Would you repeat every line of the data exactly?

Given records>
= Beginning of Section =

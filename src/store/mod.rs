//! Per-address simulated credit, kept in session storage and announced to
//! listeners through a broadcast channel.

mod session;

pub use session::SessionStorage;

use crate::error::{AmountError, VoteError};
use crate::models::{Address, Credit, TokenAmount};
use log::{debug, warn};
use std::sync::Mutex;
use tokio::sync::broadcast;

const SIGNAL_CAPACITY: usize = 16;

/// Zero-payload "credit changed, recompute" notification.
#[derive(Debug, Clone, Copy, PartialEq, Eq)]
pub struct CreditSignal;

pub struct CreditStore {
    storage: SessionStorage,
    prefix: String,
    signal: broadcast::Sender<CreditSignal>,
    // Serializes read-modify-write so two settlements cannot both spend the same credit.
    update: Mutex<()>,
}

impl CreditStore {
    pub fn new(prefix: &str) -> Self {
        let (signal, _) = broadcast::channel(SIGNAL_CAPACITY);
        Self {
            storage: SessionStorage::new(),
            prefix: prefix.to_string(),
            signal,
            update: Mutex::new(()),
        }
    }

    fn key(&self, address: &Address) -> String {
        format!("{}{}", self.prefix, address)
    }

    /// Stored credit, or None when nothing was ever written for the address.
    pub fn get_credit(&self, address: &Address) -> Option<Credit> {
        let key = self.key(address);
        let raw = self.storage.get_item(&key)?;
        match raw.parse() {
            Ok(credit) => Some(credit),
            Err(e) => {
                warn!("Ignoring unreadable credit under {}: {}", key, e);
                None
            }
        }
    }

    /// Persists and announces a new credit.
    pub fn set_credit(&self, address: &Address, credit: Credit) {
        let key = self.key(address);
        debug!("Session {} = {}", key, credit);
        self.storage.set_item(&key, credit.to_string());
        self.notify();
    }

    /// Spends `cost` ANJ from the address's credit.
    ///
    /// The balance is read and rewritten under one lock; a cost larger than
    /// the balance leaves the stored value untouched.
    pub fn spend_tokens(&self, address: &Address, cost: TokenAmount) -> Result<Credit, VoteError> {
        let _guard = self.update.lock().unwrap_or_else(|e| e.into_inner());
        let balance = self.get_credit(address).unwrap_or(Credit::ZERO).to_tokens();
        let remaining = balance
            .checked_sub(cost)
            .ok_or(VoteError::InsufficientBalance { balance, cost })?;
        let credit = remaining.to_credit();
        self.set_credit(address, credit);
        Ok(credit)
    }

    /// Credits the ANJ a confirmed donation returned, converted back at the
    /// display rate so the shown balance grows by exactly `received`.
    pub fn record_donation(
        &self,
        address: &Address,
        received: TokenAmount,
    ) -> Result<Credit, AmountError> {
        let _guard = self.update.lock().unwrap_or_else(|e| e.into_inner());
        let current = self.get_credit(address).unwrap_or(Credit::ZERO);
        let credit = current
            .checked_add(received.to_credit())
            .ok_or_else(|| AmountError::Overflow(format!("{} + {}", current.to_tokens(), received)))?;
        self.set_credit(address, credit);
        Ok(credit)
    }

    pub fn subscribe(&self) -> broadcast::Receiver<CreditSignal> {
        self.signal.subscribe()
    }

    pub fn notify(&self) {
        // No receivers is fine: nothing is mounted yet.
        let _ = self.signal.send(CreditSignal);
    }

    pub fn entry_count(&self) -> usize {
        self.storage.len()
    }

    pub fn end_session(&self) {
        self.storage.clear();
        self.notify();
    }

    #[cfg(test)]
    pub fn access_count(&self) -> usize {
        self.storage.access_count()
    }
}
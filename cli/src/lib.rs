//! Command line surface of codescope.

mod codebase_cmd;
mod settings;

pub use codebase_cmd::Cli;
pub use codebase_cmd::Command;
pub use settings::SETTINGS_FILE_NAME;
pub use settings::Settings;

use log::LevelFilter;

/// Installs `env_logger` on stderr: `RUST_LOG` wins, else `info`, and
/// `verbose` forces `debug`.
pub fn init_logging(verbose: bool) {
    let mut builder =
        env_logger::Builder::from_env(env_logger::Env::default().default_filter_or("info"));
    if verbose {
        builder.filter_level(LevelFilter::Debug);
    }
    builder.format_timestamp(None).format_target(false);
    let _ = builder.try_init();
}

= End of Section =

Task result>
filename src/store/mod.rs
//! Per-address simulated credit, kept in session storage and announced to
//! listeners through a broadcast channel.

mod session;

pub use session::SessionStorage;

use crate::error::{AmountError, VoteError};
use crate::models::{Address, Credit, TokenAmount};
use log::{debug, warn};
use std::sync::Mutex;
use tokio::sync::broadcast;

const SIGNAL_CAPACITY: usize = 16;

/// Zero-payload "credit changed, recompute" notification.
#[derive(Debug, Clone, Copy, PartialEq, Eq)]
pub struct CreditSignal;

pub struct CreditStore {
    storage: SessionStorage,
    prefix: String,
    signal: broadcast::Sender<CreditSignal>,
    // Serializes read-modify-write so two settlements cannot both spend the same credit.
    update: Mutex<()>,
}

impl CreditStore {
    pub fn new(prefix: &str) -> Self {
        let (signal, _) = broadcast::channel(SIGNAL_CAPACITY);
        Self {
            storage: SessionStorage::new(),
            prefix: prefix.to_string(),
            signal,
            update: Mutex::new(()),
        }
    }

    fn key(&self, address: &Address) -> String {
        format!("{}{}", self.prefix, address)
    }

    /// Stored credit, or None when nothing was ever written for the address.
    pub fn get_credit(&self, address: &Address) -> Option<Credit> {
        let key = self.key(address);
        let raw = self.storage.get_item(&key)?;
        match raw.parse() {
            Ok(credit) => Some(credit),
            Err(e) => {
                warn!("Ignoring unreadable credit under {}: {}", key, e);
                None
            }
        }
    }

    /// Persists and announces a new credit.
    pub fn set_credit(&self, address: &Address, credit: Credit) {
        let key = self.key(address);
        debug!("Session {} = {}", key, credit);
        self.storage.set_item(&key, credit.to_string());
        self.notify();
    }

    /// Spends `cost` ANJ from the address's credit.
    ///
    /// The balance is read and rewritten under one lock; a cost larger than
    /// the balance leaves the stored value untouched.
    pub fn spend_tokens(&self, address: &Address, cost: TokenAmount) -> Result<Credit, VoteError> {
        let _guard = self.update.lock().unwrap_or_else(|e| e.into_inner());
        let balance = self.get_credit(address).unwrap_or(Credit::ZERO).to_tokens();
        let remaining = balance
            .checked_sub(cost)
            .ok_or(VoteError::InsufficientBalance { balance, cost })?;
        let credit = remaining.to_credit();
        self.set_credit(address, credit);
        Ok(credit)
    }

    /// Credits the ANJ a confirmed donation returned, converted back at the
    /// display rate so the shown balance grows by exactly `received`.
    pub fn record_donation(
        &self,
        address: &Address,
        received: TokenAmount,
    ) -> Result<Credit, AmountError> {
        let _guard = self.update.lock().unwrap_or_else(|e| e.into_inner());
        let current = self.get_credit(address).unwrap_or(Credit::ZERO);
        let credit = current
            .checked_add(received.to_credit())
            .ok_or_else(|| AmountError::Overflow(format!("{} + {}", current.to_tokens(), received)))?;
        self.set_credit(address, credit);
        Ok(credit)
    }

    pub fn subscribe(&self) -> broadcast::Receiver<CreditSignal> {
        self.signal.subscribe()
    }

    pub fn notify(&self) {
        // No receivers is fine: nothing is mounted yet.
        let _ = self.signal.send(CreditSignal);
    }

    pub fn entry_count(&self) -> usize {
        self.storage.len()
    }

    pub fn end_session(&self) {
        self.storage.clear();
        self.notify();
    }

    #[cfg(test)]
    pub fn access_count(&self) -> usize {
        self.storage.access_count()
    }
}
filename cli/src/lib.rs
//! Command line surface of codescope.

mod codebase_cmd;
mod settings;

pub use codebase_cmd::Cli;
pub use codebase_cmd::Command;
pub use settings::SETTINGS_FILE_NAME;
pub use settings::Settings;

use log::LevelFilter;

/// Installs `env_logger` on stderr: `RUST_LOG` wins, else `info`, and
/// `verbose` forces `debug`.
pub fn init_logging(verbose: bool) {
    let mut builder =
        env_logger::Builder::from_env(env_logger::Env::default().default_filter_or("info"));
    if verbose {
        builder.filter_level(LevelFilter::Debug);
    }
    builder.format_timestamp(None).format_target(false);
    let _ = builder.try_init();
}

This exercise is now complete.